FUTURE CLINICAL TRIALS

Alkeus is first and foremost dedicated to patients' rights and safety. If you are interested in learning more about future clinical trials, please send us an email at info@alkeus.com. Alkeus intends to run clinical trials in serious diseases such as the following:

Stargardt disease

Stargardt disease is a genetic disorder and the leading cause of juvenile blindness affecting about 30,000 people in the USA (1 person in 10,000). Patients with Stargardt are most often diagnosed during their teenage years and vision will rapidly degrade to legal blindness in a few years. This rare genetic disease has no cure or treatment.

As the disease is very rare, patients are hard to find.

If you'd like to add your name to our patients' registry, stay informed of our trials and help out science, please click here

Late stage dry-AMD

Dry-AMD is the leading cause of blindness for people over 50. There is no treatment or cure for dry-AMD. The late form of dry-AMD, also called Geographic Atrophy affects approximately 1 million patients in the USA alone. Patients with Geographic Atrophy have a seriously impaired vision, many patients being legally blind. Only partial peripheral vision is preserved.

Intermediate dry-AMD

The intermediate form of dry-AMD affects approximately 8 million patients in the US alone. The severity of the disease is measured by a retinal specialist who attributes a disease grade (from 1 to 4).

If grade 1 and grade 2 have a relatively little chance of progression to late-AMD (dry or wet forms), grade 3 and grade 4 have respectivaly about 25% and 50% chance of progression to late-AMD after 5 years. These two groups of patients are at high risk of complications resulting of late-AMD.

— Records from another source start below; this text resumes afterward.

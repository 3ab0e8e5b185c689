use crate::composition::model::CompositionDescriptor;
use crate::driver::client::{Driver, DriverOpts};
use crate::encode::sink::{FrameSink, SinkConfig};
use crate::foundation::core::{FrameIndex, FrameRange};
use crate::foundation::error::{DriveError, DriveResult};
use crate::protocol::channel::{PageChannel, PageFactory};
use crate::render::frame::FrameRGBA;
use std::sync::mpsc;
use std::time::Instant;

/// What to render and how to spread it over pages.
#[derive(Clone, Debug)]
pub struct RenderJob {
    /// Composition id.
    pub composition: String,
    /// Props payload (JSON object) replacing the resolved props from discovery.
    pub props: Option<String>,
    /// Frames to render. Defaults to the whole composition.
    pub range: Option<FrameRange>,
    /// Page instances rendering in parallel.
    pub workers: usize,
    /// Frames each worker may have in flight ahead of the sink.
    pub channel_capacity: usize,
    /// Per-page driver options.
    pub driver: DriverOpts,
}

impl RenderJob {
    /// Render the whole of `composition` on one page.
    pub fn new(composition: impl Into<String>) -> Self {
        Self {
            composition: composition.into(),
            props: None,
            range: None,
            workers: 1,
            channel_capacity: 4,
            driver: DriverOpts::default(),
        }
    }
}

/// Range render statistics.
#[derive(Clone, Copy, Debug, Default, PartialEq, Eq)]
pub struct RenderStats {
    /// Total frames in the requested range.
    pub frames_total: u64,
    /// Frames delivered to the sink.
    pub frames_rendered: u64,
    /// Page instances used.
    pub workers: usize,
}

/// A resolved job: the descriptor every worker locks onto and the frames to render.
#[derive(Clone, Debug, PartialEq, Eq)]
pub struct RenderPlan {
    /// Descriptor passed to `remotion_setBundleMode`.
    pub descriptor: CompositionDescriptor,
    /// Frames to render, inside `[0, durationInFrames)`.
    pub range: FrameRange,
}

impl RenderPlan {
    /// Stream parameters for a sink.
    pub fn sink_config(&self) -> DriveResult<SinkConfig> {
        Ok(SinkConfig {
            width: self.descriptor.composition_width,
            height: self.descriptor.composition_height,
            fps: self.descriptor.frame_rate()?,
        })
    }
}

/// Discover the job's composition on `driver` and resolve its frame range.
pub fn plan_job<C: PageChannel>(
    driver: &mut Driver<C>,
    job: &RenderJob,
) -> DriveResult<RenderPlan> {
    driver.enter_evaluation()?;
    let comp = driver.find_composition(&job.composition)?;
    let descriptor = CompositionDescriptor::from_composition(&comp, job.props.as_deref())?;
    let full = descriptor.frame_range();
    let range = job.range.unwrap_or(full);
    if range.is_empty() {
        return Err(DriveError::validation("render range must be non-empty"));
    }
    if range.end.0 > full.end.0 {
        return Err(DriveError::out_of_range(format!(
            "render range {}..{} exceeds '{}' ({} frames)",
            range.start, range.end, comp.id, comp.duration_in_frames
        )));
    }
    Ok(RenderPlan { descriptor, range })
}

/// Render one frame on a fresh page.
pub fn render_frame<F: PageFactory>(
    factory: &F,
    job: &RenderJob,
    frame: FrameIndex,
) -> DriveResult<FrameRGBA> {
    let mut driver = Driver::new(factory.open()?, job.driver);
    let plan = plan_job(&mut driver, job)?;
    driver.enter_composition(&plan.descriptor)?;
    driver.render_frame(frame)
}

type FrameMsg = DriveResult<(FrameIndex, FrameRGBA)>;

/// Render a frame range over `job.workers` pages and stream frames into a sink.
///
/// Frame `i` goes to worker `(i - start) % workers`. Each worker owns its page and a bounded
/// channel; frames are pulled from the owning channel in timeline order, so the sink receives
/// strictly increasing indices. The first error seen in timeline order aborts the job.
pub fn render_range<F: PageFactory>(
    factory: &F,
    job: &RenderJob,
    sink: &mut dyn FrameSink,
) -> DriveResult<RenderStats> {
    let plan = {
        let mut driver = Driver::new(factory.open()?, job.driver);
        plan_job(&mut driver, job)?
    };
    let cfg = plan.sink_config()?;
    let frames_total = plan.range.len_frames();
    let workers = job.workers.max(1).min(frames_total as usize);
    let cap = job.channel_capacity.max(1);
    let started = Instant::now();
    tracing::info!(
        composition = %plan.descriptor.composition_name,
        start = plan.range.start.0,
        end = plan.range.end.0,
        workers,
        "render started"
    );

    let frames_rendered = std::thread::scope(|scope| -> DriveResult<u64> {
        let mut receivers = Vec::with_capacity(workers);
        let mut handles = Vec::with_capacity(workers);
        for worker in 0..workers {
            let (tx, rx) = mpsc::sync_channel::<FrameMsg>(cap);
            receivers.push(rx);
            let plan = &plan;
            let opts = job.driver;
            handles.push(scope.spawn(move || {
                if let Err(e) = drive_worker(factory, plan, opts, worker, workers, &tx) {
                    tracing::debug!(worker, error = %e, "render worker failed");
                    let _ = tx.send(Err(e));
                }
            }));
        }

        sink.begin(cfg)?;
        let mut pushed = 0u64;
        for (i, idx) in (plan.range.start.0..plan.range.end.0).enumerate() {
            let idx = FrameIndex(idx);
            let owner = i % workers;
            let (got, frame) = receivers[owner]
                .recv()
                .map_err(|_| {
                    DriveError::Other(anyhow::anyhow!(
                        "render worker {owner} exited before delivering frame {idx}"
                    ))
                })??;
            if got != idx {
                return Err(DriveError::Other(anyhow::anyhow!(
                    "render worker {owner} delivered frame {got}, expected {idx}"
                )));
            }
            sink.push_frame(idx, &frame)?;
            pushed += 1;
        }
        sink.end()?;

        for h in handles {
            h.join()
                .map_err(|_| DriveError::Other(anyhow::anyhow!("render worker panicked")))?;
        }
        Ok(pushed)
    })?;

    tracing::info!(
        frames = frames_rendered,
        elapsed_ms = started.elapsed().as_millis() as u64,
        "render finished"
    );
    Ok(RenderStats {
        frames_total,
        frames_rendered,
        workers,
    })
}

fn drive_worker<F: PageFactory>(
    factory: &F,
    plan: &RenderPlan,
    opts: DriverOpts,
    worker: usize,
    workers: usize,
    tx: &mpsc::SyncSender<FrameMsg>,
) -> DriveResult<()> {
    let mut driver = Driver::new(factory.open()?, opts);
    driver.enter_composition(&plan.descriptor)?;
    for idx in plan.range.strided(worker as u64, workers as u64) {
        let frame = driver.render_frame(idx)?;
        if tx.send(Ok((idx, frame))).is_err() {
            // receiver gone: the job was aborted elsewhere
            return Ok(());
        }
    }
    Ok(())
}

#[cfg(test)]
#[path = "../../tests/unit/render/pipeline.rs"]
mod tests;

Autosomal Recessive Retinitis Pigmentosa

Retinitis pigmentosa (RP) forms a group of rare diseases that lead to blindness preceded by night blindness and tunnel vision for several years or decades. The disease affects approximately 100,000 people in the US.
Although multiple genes when mutated can cause Retinitis Pigmentosa, about 5% of the patients with RP have mutated ABCA4 genes, which leads to improper processing of vitamin A by the eye. These patients could potentially benefit from Alkeus' technology.